- WHAT NEEDS TO BE DONE -
Print verbatim the lines of the entries from the one containing "let document = self" to the last, inclusive, and no others.

- ENTRIES SUPPLIED -
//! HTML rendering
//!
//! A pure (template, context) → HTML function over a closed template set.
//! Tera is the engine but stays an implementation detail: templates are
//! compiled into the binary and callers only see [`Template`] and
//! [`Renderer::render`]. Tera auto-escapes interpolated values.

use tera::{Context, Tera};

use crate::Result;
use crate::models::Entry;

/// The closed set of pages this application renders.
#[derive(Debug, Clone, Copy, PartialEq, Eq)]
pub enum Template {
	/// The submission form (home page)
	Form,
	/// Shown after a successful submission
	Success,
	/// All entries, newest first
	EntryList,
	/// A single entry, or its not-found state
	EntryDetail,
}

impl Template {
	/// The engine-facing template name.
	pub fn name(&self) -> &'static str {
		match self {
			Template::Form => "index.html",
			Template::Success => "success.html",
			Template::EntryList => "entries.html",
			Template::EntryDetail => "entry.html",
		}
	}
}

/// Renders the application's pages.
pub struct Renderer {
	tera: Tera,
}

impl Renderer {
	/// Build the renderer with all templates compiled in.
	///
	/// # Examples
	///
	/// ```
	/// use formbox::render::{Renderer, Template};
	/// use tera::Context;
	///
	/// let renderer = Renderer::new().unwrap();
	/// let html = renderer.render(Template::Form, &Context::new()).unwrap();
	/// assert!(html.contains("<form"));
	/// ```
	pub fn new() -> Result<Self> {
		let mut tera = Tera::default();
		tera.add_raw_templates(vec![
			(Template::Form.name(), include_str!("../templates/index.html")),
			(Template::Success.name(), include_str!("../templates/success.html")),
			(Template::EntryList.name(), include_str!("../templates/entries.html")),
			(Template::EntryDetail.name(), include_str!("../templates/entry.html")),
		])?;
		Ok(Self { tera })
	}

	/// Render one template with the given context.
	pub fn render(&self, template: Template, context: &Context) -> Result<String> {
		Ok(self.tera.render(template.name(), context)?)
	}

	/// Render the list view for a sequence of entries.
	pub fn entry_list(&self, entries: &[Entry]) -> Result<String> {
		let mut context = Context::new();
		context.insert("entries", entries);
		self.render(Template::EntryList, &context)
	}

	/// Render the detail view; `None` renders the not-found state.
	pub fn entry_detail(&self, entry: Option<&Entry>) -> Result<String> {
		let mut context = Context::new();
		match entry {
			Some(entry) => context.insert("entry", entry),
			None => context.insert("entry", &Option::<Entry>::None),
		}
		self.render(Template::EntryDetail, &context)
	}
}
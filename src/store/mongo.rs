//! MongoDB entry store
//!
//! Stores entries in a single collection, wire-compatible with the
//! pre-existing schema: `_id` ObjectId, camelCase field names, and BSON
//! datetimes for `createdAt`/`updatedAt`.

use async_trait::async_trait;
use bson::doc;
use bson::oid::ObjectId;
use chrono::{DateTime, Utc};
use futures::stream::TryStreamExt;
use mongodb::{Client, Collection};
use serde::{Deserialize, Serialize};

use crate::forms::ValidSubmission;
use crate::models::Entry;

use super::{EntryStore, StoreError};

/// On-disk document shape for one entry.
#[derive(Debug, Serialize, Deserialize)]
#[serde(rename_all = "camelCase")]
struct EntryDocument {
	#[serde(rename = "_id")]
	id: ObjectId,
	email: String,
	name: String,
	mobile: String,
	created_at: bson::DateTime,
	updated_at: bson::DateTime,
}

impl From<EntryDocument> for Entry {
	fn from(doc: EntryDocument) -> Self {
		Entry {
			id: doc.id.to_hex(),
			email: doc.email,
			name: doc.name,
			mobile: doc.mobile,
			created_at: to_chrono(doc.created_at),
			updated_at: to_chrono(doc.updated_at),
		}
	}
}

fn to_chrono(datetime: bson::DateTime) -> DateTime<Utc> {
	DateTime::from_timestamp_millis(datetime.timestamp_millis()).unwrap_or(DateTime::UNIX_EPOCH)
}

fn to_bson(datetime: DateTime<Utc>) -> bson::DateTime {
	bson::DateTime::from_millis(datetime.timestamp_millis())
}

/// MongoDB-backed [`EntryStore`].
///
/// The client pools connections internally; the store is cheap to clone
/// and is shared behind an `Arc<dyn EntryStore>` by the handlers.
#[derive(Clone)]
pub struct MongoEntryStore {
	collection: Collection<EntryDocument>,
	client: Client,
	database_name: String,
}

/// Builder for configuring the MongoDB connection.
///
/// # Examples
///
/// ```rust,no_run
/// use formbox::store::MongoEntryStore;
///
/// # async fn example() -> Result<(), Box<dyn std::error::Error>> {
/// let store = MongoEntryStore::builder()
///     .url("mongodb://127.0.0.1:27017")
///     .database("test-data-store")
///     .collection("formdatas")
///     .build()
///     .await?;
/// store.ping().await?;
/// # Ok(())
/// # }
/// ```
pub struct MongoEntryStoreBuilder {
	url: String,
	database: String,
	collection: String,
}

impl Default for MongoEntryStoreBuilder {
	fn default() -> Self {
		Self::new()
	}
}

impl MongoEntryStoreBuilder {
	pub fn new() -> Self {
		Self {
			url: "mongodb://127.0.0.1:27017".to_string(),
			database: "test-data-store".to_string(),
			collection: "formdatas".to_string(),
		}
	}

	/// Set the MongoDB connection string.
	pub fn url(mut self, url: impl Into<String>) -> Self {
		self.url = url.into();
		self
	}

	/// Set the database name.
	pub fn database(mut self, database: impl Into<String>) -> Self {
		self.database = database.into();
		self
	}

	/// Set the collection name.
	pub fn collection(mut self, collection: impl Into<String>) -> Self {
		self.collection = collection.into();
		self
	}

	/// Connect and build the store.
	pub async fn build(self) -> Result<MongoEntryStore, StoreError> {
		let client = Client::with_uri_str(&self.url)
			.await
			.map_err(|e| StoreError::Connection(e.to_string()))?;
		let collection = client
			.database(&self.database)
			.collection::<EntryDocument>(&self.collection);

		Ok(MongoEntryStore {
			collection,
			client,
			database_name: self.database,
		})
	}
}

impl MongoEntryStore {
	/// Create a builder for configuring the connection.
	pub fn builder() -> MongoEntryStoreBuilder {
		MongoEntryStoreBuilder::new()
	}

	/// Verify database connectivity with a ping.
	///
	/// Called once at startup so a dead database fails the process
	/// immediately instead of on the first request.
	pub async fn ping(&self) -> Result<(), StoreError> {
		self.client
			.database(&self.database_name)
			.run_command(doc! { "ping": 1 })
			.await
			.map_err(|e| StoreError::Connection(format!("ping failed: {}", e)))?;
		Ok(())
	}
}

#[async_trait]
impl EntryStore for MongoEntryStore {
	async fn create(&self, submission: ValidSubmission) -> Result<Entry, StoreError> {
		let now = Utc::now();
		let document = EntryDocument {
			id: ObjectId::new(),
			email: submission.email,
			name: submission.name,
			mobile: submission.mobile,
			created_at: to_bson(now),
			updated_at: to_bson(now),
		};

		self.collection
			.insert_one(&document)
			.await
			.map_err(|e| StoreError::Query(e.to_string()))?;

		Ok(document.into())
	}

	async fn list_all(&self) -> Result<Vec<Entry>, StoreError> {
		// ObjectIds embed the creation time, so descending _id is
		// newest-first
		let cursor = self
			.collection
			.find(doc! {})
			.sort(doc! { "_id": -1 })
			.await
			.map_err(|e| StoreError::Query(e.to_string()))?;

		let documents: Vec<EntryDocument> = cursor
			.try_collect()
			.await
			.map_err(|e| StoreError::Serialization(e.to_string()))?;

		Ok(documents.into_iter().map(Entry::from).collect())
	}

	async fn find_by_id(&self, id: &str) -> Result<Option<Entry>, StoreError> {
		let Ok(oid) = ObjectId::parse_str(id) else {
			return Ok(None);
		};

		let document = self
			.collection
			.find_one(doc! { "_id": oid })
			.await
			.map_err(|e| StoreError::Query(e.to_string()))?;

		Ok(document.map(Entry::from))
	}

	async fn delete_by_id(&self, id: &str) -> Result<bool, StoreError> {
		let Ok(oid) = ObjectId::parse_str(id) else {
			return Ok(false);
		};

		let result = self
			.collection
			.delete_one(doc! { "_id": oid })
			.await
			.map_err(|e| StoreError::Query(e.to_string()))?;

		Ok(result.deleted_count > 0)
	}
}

- RESULT OF THIS EXERCISE -
		let document = self
			.collection
			.find_one(doc! { "_id": oid })
			.await
			.map_err(|e| StoreError::Query(e.to_string()))?;

		Ok(document.map(Entry::from))
	}

	async fn delete_by_id(&self, id: &str) -> Result<bool, StoreError> {
		let Ok(oid) = ObjectId::parse_str(id) else {
			return Ok(false);
		};

		let result = self
			.collection
			.delete_one(doc! { "_id": oid })
			.await
			.map_err(|e| StoreError::Query(e.to_string()))?;

		Ok(result.deleted_count > 0)
	}
}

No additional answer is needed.